• _What the task requires_
If a line in the records below contains the word "prompts", copy it out.

BEGIN Given records

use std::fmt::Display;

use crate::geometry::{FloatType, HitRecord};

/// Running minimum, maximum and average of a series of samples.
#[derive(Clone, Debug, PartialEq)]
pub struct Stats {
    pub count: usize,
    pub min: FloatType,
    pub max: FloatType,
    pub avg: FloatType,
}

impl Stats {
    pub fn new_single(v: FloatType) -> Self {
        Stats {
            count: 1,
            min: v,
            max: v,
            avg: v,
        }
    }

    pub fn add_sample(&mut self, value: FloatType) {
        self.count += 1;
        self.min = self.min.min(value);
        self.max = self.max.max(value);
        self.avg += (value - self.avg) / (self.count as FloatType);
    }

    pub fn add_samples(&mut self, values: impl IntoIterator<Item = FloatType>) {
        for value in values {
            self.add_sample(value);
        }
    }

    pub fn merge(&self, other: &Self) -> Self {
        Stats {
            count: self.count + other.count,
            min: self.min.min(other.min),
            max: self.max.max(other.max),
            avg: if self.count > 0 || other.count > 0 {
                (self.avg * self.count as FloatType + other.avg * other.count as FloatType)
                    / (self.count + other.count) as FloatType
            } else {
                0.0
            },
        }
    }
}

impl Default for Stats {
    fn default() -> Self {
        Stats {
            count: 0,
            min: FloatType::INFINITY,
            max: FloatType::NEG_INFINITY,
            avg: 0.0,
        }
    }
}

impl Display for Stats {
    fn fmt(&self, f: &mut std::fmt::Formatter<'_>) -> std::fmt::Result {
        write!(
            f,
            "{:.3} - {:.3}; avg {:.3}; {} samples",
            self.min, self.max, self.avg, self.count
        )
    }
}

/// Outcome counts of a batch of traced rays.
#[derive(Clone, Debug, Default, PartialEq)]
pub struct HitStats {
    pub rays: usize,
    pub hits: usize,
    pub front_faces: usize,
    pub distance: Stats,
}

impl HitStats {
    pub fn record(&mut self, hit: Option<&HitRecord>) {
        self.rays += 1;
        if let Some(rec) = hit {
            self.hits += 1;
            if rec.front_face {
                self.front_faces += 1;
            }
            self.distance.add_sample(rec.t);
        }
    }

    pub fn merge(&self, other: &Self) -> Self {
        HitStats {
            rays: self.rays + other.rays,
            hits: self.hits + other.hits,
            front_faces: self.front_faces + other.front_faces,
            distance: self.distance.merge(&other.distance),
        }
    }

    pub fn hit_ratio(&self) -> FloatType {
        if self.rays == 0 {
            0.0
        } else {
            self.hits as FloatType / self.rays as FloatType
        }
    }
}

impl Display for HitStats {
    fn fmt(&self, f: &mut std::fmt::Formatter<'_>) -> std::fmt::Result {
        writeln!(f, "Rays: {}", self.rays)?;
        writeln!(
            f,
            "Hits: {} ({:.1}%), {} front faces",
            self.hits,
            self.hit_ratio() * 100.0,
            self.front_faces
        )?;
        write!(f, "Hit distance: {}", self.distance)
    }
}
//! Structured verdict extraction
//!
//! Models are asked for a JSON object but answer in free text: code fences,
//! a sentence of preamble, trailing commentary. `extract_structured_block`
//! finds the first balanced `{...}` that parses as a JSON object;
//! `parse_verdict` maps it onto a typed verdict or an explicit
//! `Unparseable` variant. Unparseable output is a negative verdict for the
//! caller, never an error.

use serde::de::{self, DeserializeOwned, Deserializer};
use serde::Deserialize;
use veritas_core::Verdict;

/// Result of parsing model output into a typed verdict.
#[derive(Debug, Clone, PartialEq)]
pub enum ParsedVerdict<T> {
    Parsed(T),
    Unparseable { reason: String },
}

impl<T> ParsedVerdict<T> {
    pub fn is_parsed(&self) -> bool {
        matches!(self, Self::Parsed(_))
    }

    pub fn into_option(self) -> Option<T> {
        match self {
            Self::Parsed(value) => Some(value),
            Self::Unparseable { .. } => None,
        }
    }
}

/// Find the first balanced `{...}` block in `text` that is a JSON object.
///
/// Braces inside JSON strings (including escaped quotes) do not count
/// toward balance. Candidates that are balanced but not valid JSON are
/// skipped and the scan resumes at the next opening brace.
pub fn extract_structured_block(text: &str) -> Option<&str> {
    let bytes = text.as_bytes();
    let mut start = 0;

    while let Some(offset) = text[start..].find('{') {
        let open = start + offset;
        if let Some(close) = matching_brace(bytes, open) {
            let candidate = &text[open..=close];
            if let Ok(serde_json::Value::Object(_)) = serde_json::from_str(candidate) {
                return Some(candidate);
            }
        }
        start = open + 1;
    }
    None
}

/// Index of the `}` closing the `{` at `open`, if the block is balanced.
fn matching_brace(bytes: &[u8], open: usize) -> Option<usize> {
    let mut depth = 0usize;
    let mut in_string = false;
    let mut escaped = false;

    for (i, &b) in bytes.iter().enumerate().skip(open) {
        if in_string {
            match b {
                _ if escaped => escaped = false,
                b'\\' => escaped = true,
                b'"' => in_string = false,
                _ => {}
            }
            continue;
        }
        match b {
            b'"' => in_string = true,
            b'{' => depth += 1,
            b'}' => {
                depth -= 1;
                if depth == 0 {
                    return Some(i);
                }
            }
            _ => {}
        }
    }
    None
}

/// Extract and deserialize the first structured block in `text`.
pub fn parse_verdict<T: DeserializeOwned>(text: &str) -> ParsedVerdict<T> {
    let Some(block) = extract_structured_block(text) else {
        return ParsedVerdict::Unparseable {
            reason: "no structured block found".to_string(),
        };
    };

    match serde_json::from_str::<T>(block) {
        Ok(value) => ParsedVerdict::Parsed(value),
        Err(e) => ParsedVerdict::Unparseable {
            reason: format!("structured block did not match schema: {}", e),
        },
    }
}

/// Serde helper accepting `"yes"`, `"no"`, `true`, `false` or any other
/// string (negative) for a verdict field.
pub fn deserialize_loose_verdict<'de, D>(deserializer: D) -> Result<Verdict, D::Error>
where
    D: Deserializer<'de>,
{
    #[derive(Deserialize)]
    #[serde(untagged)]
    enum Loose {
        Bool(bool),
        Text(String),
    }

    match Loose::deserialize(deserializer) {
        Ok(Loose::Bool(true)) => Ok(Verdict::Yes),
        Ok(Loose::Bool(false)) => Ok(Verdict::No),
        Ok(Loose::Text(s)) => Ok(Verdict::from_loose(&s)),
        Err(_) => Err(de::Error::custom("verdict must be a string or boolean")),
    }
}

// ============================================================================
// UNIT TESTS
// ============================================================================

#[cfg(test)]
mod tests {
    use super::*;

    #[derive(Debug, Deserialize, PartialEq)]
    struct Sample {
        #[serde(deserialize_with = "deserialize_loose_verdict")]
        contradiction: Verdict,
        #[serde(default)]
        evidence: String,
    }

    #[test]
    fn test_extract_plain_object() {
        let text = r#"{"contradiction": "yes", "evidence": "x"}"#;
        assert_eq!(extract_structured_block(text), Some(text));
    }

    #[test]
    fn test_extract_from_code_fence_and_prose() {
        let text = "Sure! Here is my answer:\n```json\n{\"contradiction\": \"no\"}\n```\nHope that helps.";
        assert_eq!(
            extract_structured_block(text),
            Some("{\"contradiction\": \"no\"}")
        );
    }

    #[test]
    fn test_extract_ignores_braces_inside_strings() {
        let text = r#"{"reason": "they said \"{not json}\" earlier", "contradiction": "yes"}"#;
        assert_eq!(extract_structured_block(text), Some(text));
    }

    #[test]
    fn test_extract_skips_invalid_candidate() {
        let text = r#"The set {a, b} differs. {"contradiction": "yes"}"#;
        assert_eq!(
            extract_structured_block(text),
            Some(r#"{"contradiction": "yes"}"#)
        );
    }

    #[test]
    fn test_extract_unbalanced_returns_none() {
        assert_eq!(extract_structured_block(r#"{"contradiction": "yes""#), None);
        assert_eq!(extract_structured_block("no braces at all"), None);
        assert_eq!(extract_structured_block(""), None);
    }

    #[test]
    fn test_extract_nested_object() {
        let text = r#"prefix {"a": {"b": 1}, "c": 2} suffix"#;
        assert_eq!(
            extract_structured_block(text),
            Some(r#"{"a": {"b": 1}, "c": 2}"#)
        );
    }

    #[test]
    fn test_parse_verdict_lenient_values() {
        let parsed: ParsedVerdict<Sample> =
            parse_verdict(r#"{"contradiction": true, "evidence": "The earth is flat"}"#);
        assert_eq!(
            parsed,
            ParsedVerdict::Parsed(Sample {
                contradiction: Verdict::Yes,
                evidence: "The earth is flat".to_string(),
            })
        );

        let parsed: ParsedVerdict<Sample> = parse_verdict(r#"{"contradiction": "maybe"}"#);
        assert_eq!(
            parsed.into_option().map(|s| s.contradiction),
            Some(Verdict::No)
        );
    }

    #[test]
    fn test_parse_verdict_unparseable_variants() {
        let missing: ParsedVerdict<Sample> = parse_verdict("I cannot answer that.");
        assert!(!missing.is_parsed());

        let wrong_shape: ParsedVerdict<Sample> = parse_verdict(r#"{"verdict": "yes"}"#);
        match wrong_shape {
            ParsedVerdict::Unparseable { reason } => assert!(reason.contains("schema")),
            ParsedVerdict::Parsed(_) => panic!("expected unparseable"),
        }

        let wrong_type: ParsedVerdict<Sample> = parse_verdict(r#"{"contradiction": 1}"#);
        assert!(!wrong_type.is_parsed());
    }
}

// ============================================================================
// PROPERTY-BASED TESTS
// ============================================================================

END Given records
BEGIN Given records

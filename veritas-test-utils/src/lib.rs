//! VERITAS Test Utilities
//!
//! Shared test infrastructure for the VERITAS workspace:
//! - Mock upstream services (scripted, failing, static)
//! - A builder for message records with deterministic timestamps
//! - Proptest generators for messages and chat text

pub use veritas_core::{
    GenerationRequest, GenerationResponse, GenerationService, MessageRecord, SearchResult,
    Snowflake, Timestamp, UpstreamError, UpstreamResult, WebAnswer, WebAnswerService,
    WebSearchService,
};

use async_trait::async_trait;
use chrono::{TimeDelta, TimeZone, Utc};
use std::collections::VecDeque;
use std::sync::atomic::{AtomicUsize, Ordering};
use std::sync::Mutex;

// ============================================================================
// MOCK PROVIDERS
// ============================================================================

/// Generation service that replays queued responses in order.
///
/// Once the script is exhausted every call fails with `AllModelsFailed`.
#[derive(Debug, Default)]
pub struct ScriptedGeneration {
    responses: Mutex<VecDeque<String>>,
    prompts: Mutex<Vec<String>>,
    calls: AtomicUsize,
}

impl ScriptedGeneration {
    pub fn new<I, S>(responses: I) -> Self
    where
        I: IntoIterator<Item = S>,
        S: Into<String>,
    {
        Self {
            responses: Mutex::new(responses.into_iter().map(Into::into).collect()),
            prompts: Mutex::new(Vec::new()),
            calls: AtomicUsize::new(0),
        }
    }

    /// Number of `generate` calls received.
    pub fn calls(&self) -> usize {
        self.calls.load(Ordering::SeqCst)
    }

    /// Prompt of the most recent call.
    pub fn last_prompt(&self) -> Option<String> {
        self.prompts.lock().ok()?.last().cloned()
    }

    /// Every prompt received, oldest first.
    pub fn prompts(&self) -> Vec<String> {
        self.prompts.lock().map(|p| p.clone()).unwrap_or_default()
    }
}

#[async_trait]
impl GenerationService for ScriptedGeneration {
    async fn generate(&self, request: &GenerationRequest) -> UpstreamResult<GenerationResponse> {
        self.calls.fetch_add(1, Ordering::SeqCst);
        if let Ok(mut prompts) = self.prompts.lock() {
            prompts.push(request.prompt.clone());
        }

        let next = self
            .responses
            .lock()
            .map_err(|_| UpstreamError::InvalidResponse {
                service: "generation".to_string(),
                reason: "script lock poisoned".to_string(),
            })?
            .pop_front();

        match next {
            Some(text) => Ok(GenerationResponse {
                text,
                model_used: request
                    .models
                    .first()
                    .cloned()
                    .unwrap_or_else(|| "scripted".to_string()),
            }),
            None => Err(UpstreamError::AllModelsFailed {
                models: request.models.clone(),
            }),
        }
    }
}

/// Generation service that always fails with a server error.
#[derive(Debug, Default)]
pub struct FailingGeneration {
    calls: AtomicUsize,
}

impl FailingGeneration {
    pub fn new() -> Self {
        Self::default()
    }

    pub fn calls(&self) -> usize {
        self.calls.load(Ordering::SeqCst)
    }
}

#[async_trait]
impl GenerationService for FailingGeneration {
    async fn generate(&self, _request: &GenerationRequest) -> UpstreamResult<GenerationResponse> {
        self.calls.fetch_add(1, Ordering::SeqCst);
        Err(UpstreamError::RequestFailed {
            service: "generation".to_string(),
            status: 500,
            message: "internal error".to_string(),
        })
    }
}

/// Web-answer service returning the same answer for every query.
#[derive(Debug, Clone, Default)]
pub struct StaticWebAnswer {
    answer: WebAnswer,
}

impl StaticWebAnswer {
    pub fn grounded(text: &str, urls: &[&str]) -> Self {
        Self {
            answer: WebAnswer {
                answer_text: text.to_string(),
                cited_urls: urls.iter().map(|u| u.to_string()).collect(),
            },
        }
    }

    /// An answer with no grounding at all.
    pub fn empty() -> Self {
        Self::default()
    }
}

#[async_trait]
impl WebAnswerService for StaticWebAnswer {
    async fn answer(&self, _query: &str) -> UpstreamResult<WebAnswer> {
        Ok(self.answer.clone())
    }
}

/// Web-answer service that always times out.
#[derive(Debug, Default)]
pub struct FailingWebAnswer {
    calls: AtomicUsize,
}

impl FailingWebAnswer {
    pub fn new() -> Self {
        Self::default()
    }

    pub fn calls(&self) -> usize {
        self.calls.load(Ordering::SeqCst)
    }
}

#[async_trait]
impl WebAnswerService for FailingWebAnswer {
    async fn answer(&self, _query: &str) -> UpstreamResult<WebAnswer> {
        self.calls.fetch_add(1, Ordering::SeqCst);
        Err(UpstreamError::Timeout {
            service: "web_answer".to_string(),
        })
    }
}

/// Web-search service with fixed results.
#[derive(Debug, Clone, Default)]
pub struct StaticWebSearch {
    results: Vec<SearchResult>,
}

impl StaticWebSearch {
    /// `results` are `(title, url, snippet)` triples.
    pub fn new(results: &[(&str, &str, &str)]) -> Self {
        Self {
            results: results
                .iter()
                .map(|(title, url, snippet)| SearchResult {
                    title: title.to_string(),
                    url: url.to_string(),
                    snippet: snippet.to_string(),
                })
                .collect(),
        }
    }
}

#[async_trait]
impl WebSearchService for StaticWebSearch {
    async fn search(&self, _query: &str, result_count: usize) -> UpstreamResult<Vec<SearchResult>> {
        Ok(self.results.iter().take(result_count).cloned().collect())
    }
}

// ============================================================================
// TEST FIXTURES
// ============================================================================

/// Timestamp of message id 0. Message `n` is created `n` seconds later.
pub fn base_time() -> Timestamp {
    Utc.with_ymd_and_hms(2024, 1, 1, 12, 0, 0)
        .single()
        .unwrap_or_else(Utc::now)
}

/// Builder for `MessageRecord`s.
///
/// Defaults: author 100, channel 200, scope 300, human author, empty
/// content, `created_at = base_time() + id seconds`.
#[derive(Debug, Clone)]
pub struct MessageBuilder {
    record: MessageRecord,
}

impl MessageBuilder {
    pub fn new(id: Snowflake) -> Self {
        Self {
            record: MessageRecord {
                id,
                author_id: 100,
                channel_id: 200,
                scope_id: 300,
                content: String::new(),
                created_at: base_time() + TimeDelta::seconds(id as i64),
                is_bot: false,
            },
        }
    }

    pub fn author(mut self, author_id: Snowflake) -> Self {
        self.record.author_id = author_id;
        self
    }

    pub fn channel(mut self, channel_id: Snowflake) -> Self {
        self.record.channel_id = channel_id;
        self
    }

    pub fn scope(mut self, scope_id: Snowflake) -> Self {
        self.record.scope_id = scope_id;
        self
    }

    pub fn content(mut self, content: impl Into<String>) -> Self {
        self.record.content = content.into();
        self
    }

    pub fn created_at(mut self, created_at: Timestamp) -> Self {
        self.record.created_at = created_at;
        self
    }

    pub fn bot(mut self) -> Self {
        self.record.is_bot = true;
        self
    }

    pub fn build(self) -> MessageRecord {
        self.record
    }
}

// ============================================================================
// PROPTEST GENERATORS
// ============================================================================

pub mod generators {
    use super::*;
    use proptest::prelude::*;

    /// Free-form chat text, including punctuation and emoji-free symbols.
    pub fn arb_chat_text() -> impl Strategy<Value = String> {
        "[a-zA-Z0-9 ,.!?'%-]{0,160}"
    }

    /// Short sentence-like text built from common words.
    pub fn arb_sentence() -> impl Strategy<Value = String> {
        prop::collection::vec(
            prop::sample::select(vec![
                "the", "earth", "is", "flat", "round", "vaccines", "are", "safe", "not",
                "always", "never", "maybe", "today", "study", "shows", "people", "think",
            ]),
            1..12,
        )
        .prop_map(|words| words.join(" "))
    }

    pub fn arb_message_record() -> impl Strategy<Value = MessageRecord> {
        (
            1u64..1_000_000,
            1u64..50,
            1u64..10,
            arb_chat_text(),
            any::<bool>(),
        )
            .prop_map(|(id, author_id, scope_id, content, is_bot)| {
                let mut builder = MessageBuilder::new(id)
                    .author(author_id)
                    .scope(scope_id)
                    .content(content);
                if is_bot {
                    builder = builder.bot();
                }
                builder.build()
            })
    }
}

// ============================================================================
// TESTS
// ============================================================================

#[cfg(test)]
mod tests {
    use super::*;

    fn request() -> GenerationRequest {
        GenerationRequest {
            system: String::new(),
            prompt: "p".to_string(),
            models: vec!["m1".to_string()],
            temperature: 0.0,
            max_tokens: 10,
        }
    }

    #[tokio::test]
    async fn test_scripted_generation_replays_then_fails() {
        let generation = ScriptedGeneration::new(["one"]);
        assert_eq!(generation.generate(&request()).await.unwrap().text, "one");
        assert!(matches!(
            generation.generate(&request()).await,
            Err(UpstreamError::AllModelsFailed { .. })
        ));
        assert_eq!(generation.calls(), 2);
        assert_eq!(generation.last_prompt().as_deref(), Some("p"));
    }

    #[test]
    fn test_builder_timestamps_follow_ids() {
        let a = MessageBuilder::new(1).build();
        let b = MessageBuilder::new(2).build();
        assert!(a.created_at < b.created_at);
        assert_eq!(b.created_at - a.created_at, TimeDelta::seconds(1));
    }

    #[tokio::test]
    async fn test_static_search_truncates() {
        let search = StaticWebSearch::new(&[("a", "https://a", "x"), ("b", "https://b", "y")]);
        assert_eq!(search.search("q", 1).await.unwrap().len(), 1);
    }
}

END Given records
BEGIN Given records

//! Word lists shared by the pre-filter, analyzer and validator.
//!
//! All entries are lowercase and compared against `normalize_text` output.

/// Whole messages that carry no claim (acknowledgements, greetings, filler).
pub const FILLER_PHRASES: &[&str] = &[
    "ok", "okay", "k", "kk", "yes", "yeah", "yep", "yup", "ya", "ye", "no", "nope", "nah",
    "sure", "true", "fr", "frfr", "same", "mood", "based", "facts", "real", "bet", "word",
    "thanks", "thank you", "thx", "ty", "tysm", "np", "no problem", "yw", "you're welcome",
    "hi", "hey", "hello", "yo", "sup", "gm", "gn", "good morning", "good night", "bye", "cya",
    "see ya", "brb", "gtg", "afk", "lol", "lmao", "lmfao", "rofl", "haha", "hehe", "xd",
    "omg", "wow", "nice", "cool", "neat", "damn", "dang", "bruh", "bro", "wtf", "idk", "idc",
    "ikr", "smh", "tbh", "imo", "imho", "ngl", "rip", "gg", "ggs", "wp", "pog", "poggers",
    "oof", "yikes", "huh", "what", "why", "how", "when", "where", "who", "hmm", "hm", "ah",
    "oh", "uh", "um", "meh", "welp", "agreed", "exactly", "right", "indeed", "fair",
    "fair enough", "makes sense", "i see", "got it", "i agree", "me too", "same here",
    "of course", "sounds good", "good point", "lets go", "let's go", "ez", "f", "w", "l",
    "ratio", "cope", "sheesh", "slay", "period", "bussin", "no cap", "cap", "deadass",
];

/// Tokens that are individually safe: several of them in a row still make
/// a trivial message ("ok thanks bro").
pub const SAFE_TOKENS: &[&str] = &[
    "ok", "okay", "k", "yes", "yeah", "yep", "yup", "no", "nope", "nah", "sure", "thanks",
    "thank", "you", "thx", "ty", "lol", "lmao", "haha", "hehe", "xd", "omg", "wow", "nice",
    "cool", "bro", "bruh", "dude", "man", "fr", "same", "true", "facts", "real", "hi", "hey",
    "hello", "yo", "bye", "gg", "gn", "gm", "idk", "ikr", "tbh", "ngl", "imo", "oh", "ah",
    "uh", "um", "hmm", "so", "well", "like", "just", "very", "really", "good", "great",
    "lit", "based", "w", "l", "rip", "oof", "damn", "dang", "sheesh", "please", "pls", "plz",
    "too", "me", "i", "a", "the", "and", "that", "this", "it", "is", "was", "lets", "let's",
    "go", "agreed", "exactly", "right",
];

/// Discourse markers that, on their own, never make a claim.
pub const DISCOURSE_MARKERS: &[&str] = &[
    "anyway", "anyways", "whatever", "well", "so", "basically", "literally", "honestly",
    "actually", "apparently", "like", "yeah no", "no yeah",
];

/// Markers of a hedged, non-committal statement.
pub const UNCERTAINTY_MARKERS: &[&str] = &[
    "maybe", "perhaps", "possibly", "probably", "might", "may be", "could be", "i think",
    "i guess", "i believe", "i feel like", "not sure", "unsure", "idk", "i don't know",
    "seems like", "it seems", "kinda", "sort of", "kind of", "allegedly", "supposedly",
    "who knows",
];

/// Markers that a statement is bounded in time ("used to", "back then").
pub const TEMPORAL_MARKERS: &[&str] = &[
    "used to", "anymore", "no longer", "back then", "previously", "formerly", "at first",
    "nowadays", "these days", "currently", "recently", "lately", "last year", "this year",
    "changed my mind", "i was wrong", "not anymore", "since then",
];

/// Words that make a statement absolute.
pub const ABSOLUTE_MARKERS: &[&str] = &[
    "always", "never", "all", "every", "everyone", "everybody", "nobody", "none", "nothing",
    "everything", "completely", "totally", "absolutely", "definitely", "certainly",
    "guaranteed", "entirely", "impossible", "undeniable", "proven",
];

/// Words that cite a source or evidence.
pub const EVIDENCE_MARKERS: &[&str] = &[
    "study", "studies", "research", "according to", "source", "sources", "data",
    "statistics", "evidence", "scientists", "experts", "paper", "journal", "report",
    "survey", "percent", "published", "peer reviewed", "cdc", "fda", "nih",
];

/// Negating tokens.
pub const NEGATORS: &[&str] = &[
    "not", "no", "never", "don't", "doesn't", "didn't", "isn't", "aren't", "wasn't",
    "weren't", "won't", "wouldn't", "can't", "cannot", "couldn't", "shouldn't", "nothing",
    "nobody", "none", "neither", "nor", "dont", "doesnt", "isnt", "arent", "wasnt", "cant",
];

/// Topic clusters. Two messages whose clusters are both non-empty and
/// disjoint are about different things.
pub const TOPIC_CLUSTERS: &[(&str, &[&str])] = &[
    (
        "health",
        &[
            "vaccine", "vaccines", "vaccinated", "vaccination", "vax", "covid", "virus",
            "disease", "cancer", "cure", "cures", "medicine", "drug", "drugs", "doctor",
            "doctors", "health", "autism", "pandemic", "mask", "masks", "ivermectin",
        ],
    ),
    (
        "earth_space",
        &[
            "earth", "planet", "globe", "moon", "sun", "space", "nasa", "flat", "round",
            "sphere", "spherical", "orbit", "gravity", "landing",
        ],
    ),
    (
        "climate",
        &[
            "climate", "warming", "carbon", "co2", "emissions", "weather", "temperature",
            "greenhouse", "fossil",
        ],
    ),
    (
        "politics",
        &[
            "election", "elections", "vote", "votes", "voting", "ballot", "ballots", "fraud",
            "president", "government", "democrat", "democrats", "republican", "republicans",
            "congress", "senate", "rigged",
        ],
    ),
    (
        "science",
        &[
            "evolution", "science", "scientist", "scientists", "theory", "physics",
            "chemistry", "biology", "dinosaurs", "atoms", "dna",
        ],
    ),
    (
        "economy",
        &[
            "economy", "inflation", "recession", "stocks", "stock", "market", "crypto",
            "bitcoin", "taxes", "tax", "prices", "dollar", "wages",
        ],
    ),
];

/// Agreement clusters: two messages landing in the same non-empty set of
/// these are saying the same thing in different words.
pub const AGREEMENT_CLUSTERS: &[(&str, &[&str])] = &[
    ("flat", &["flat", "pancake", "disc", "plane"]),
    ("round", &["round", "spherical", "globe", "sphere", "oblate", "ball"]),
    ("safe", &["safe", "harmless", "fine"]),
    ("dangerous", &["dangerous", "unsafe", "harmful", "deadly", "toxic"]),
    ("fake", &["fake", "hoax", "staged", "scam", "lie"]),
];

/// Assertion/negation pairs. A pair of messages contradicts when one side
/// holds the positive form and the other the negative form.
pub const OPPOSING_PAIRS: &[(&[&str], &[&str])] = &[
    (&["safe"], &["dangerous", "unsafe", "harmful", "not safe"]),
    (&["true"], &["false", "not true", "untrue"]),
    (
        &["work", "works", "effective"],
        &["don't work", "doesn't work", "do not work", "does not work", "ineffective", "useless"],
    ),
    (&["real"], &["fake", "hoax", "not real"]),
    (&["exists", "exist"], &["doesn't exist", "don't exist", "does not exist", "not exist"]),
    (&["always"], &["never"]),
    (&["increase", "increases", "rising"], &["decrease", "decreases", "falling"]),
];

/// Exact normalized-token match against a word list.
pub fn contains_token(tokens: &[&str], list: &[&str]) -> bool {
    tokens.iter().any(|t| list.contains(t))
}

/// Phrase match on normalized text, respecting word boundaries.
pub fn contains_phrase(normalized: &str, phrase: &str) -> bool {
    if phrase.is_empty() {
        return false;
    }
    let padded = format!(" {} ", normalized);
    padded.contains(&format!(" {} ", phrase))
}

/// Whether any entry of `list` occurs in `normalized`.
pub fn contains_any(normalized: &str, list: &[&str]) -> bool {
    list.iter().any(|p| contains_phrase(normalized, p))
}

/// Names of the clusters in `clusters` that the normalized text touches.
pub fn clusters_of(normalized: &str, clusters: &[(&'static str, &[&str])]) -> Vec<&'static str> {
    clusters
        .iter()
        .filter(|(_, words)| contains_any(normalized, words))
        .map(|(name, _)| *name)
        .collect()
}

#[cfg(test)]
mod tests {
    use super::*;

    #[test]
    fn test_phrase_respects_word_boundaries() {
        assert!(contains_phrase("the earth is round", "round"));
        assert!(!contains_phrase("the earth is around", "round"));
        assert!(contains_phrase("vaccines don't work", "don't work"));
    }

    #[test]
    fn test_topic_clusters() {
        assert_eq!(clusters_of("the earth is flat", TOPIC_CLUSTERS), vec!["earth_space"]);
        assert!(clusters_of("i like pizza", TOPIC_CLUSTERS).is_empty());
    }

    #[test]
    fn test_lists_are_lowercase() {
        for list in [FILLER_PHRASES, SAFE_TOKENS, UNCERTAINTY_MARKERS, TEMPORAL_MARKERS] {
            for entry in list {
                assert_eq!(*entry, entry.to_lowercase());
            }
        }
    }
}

END Given records

• _Answer box_
    prompts: Mutex<Vec<String>>,
            prompts: Mutex::new(Vec::new()),
        self.prompts.lock().ok()?.last().cloned()
    pub fn prompts(&self) -> Vec<String> {
        self.prompts.lock().map(|p| p.clone()).unwrap_or_default()
        if let Ok(mut prompts) = self.prompts.lock() {
            prompts.push(request.prompt.clone());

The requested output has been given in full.